Insights into Rh size-dependent reactivity of CO2 methanation over Rh–Al2O3 catalysts

Abstract

The hydrogenation of CO₂ to methane at atmospheric pressure is a significant chemical approach to achieve carbon neutrality and gain renewable energy. However, developing catalysts with high selectivity and high methane yield remains challenging. In this study, a series of Rh–Al₂O₃ catalysts with varying Rh particle sizes were prepared by modulating the Rh loading amounts. Rh nanoparticles (Rh NPs) were found to exhibit superior performance compared to Rh single atoms (Rh SAs) under identical reaction conditions. The sharp decrease in CH₄ selectivity at high temperature is dominantly attributed to the side reaction of dry reforming of methane instead of the limitation of reaction thermodynamics.

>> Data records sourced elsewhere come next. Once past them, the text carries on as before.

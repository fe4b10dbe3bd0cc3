use egui::Pos2;

use super::types::{DockState, DragState, DropOutcome, PanelId, Zone};
use super::DockingManager;

impl DockingManager {
    /// Begin dragging a panel.
    ///
    /// A tabbed panel is first pulled out of its tab group and floats at the drag start point.
    /// Starting a new drag while another is active abandons the old one without committing it.
    pub fn start_drag(&mut self, id: &str, pointer: Pos2) -> bool {
        let Some((minimized, tabbed)) = self
            .panels
            .get(id)
            .map(|p| (p.minimized, p.state == DockState::Tabbed))
        else {
            log::trace!("start_drag: unknown {id:?}");
            return false;
        };
        if minimized {
            return false;
        }
        if let Some(prev) = self.drag.take() {
            log::debug!("start_drag: abandoning drag of {:?}", prev.panel_id);
            self.debug_log_event(format!("drag ABANDON {}", prev.panel_id));
        }

        if tabbed {
            self.float_panel(id, pointer);
        } else {
            self.bring_to_front(id);
        }

        let panel_origin = self.panels.get(id).map_or(pointer, |p| p.position);
        let hovered_zone = self.hover_zone_at(id, pointer);
        self.drag = Some(DragState {
            panel_id: id.to_owned(),
            start_position: pointer,
            current_position: pointer,
            is_dragging: true,
            hovered_zone,
            panel_origin,
        });

        log::debug!("drag START {id:?} at {pointer:?}");
        self.debug_log_event(format!("drag START {id} at {pointer:?} zone={hovered_zone:?}"));
        self.notify_drag();
        true
    }

    /// Track the pointer and recompute the hovered zone. Returns the zone, or `None` when no
    /// drag is active.
    pub fn update_drag(&mut self, pointer: Pos2) -> Option<Zone> {
        let panel_id = self.drag.as_ref()?.panel_id.clone();
        let zone = self.hover_zone_at(&panel_id, pointer);
        let drag = self.drag.as_mut()?;
        let zone_changed = drag.hovered_zone != zone;
        drag.current_position = pointer;
        drag.hovered_zone = zone;

        if zone_changed {
            self.debug_log_event(format!("drag HOVER {panel_id} zone={zone:?}"));
        }
        self.notify_drag();
        Some(zone)
    }

    /// Commit the active drag according to the hovered zone. The drag state is always cleared.
    pub fn end_drag(&mut self) -> Option<DropOutcome> {
        let drag = self.drag.take()?;
        let id = drag.panel_id.clone();
        if !self.panels.contains_key(&id) {
            self.notify_drag();
            return None;
        }

        let drop_position = drag.drop_position();
        let outcome = match drag.hovered_zone {
            zone if zone.is_edge() => {
                self.dock_panel(&id, zone);
                DropOutcome::Docked { panel_id: id, zone }
            }
            Zone::TabGroup => match self.tab_on_drop(&id, drag.current_position) {
                Some(group_id) => DropOutcome::Tabbed {
                    panel_id: id,
                    group_id,
                },
                None => {
                    self.float_panel(&id, drop_position);
                    DropOutcome::Floating {
                        panel_id: id,
                        position: drop_position,
                    }
                }
            },
            _ => {
                self.float_panel(&id, drop_position);
                DropOutcome::Floating {
                    panel_id: id,
                    position: drop_position,
                }
            }
        };

        log::debug!("drag END {outcome:?}");
        self.debug_log_event(format!("drag END {outcome:?}"));
        self.notify_drag();
        Some(outcome)
    }

    /// Drop the active drag without changing any panel.
    pub fn cancel_drag(&mut self) -> bool {
        let Some(drag) = self.drag.take() else {
            return false;
        };
        self.debug_log_event(format!("drag CANCEL {}", drag.panel_id));
        self.notify_drag();
        true
    }

    /// Zone under `pointer` for a drag of `dragged`.
    ///
    /// Outside the container nothing is hovered. In the center zone, hovering an existing tab
    /// group or another floating panel offers tabbing.
    fn hover_zone_at(&self, dragged: &str, pointer: Pos2) -> Zone {
        if !self.container.contains(pointer) {
            return Zone::None;
        }
        let zone = self.zones.classify(pointer);
        if zone == Zone::Center && self.tab_target_at(dragged, pointer) {
            return Zone::TabGroup;
        }
        zone
    }

    fn tab_target_at(&self, dragged: &str, pointer: Pos2) -> bool {
        self.tab_group_at(dragged, pointer).is_some()
            || self
                .panels
                .values()
                .any(|p| p.id != dragged && p.state == DockState::Floating && p.rect().contains(pointer))
    }

    /// Topmost tab group under `pointer` that `dragged` is not already part of.
    fn tab_group_at(&self, dragged: &str, pointer: Pos2) -> Option<&str> {
        self.tab_groups
            .values()
            .filter(|g| !g.contains(dragged) && g.rect().contains(pointer))
            .max_by_key(|g| {
                g.panel_ids
                    .iter()
                    .filter_map(|id| self.panels.get(id))
                    .map(|p| p.z_index)
                    .max()
                    .unwrap_or(i32::MIN)
            })
            .map(|g| g.id.as_str())
    }

    /// Tab `id` into whatever is under the drop point.
    ///
    /// Prefers an existing tab group; otherwise gathers floating panels within
    /// `options.tab_group_radius` of the drop point into a new group.
    fn tab_on_drop(&mut self, id: &str, drop_point: Pos2) -> Option<String> {
        if let Some(group_id) = self.tab_group_at(id, drop_point).map(str::to_owned) {
            return self.add_to_tab_group(&group_id, id).then_some(group_id);
        }

        let radius = self.options.tab_group_radius.max(0.0);
        let mut nearby: Vec<(f32, PanelId)> = self
            .panels
            .values()
            .filter(|p| p.id != id && p.state == DockState::Floating)
            .map(|p| (p.rect().distance_to_pos(drop_point), p.id.clone()))
            .filter(|(d, _)| *d <= radius)
            .collect();
        if nearby.is_empty() {
            return None;
        }
        nearby.sort_by(|a, b| a.0.total_cmp(&b.0).then_with(|| a.1.cmp(&b.1)));

        // The group takes the place of the panel closest to the drop point.
        let anchor = self.panels.get(&nearby[0].1)?;
        let (position, size) = (anchor.position, anchor.size);

        let mut members = Vec::with_capacity(nearby.len() + 1);
        members.push(id.to_owned());
        members.extend(nearby.into_iter().map(|(_, pid)| pid));
        self.create_tab_group(&members, position, size)
    }
}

It was found that there was the coexistence of formate and CO pathways in CO₂ methanation on Rh–Al₂O₃ catalysts regardless of Rh loadings and formate pathway is dominate for CO₂ methanation when the temperature high than 400 °C. Turnover frequency (TOF) calculations indicated that the theoretical CH₄ generation frequency of Rh NP was three times higher than that of Rh SA. Kinetic experiments and DFT calculations revealed that the dissociation and activation of H₂ is the key factor affecting the performance of Rh–Al₂O₃ catalyst. This study facilitates our understanding of Rh size-dependent chemistry for CO₂ methanation reaction.